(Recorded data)
::::

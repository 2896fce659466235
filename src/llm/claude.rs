use async_trait::async_trait;
use reqwest::Client;
use serde::{Deserialize, Serialize};
use std::time::Duration;

use crate::error::{Error, Result};
use crate::llm::http::check_status;
use crate::llm::provider::LLMProvider;

const API_URL: &str = "https://api.anthropic.com/v1/messages";
const API_VERSION: &str = "2023-06-01";
pub const DEFAULT_MODEL: &str = "claude-3-5-sonnet-20240620";
pub const DEFAULT_MAX_TOKENS: u32 = 1000;

pub struct ClaudeProvider {
    client: Client,
    api_key: String,
    model: String,
    max_tokens: u32,
}

#[derive(Serialize)]
struct ClaudeRequest<'a> {
    model: &'a str,
    max_tokens: u32,
    temperature: f32,
    messages: Vec<ClaudeMessage<'a>>,
}

#[derive(Serialize)]
struct ClaudeMessage<'a> {
    role: &'static str,
    content: Vec<RequestBlock<'a>>,
}

#[derive(Serialize)]
struct RequestBlock<'a> {
    #[serde(rename = "type")]
    block_type: &'static str,
    text: &'a str,
}

#[derive(Deserialize)]
struct ClaudeResponse {
    #[serde(default)]
    content: Vec<ContentBlock>,
    #[serde(default)]
    error: Option<ClaudeError>,
    #[serde(default)]
    stop_reason: Option<String>,
}

#[derive(Deserialize)]
struct ContentBlock {
    #[serde(rename = "type")]
    content_type: String,
    text: Option<String>,
}

#[derive(Deserialize)]
struct ClaudeError {
    message: String,
}

impl ClaudeProvider {
    pub fn new(
        api_key: String,
        model: Option<String>,
        max_tokens: Option<u32>,
        timeout: Duration,
    ) -> Result<Self> {
        let client = Client::builder().timeout(timeout).build()?;

        Ok(Self {
            client,
            api_key,
            model: model.unwrap_or_else(|| DEFAULT_MODEL.to_string()),
            max_tokens: max_tokens.unwrap_or(DEFAULT_MAX_TOKENS),
        })
    }
}

#[async_trait]
impl LLMProvider for ClaudeProvider {
    async fn complete(&self, prompt: &str) -> Result<String> {
        let request_body = ClaudeRequest {
            model: &self.model,
            max_tokens: self.max_tokens,
            temperature: 0.0,
            messages: vec![ClaudeMessage {
                role: "user",
                content: vec![RequestBlock {
                    block_type: "text",
                    text: prompt,
                }],
            }],
        };

        let response = self
            .client
            .post(API_URL)
            .header("x-api-key", &self.api_key)
            .header("anthropic-version", API_VERSION)
            .header("content-type", "application/json")
            .json(&request_body)
            .send()
            .await?;

        let response = check_status(self.name(), response).await?;

        let result: ClaudeResponse = response
            .json()
            .await
            .map_err(|e| Error::LLMApi(format!("Failed to parse Claude response: {}", e)))?;

        join_text(result)
    }

    fn name(&self) -> &str {
        "Claude"
    }

    fn model(&self) -> &str {
        &self.model
    }
}

fn join_text(result: ClaudeResponse) -> Result<String> {
    if let Some(error) = result.error {
        return Err(Error::LLMApi(error.message));
    }

    // a cut-off reply loses its closing tags
    if result.stop_reason.as_deref() == Some("max_tokens") {
        return Err(Error::LLMApi(
            "Claude reply was truncated at max_tokens, raise LLM_MAX_TOKENS".to_string(),
        ));
    }

    let text = result
        .content
        .into_iter()
        .filter(|c| c.content_type == "text")
        .filter_map(|c| c.text)
        .collect::<Vec<_>>()
        .join("");

    if text.trim().is_empty() {
        return Err(Error::LLMApi("Empty response from Claude".to_string()));
    }

    Ok(text)
}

::::

■ **What you need to do**
If a line in the records holds the word "Duration", count it, then give only the total.

■ **The completed task**
2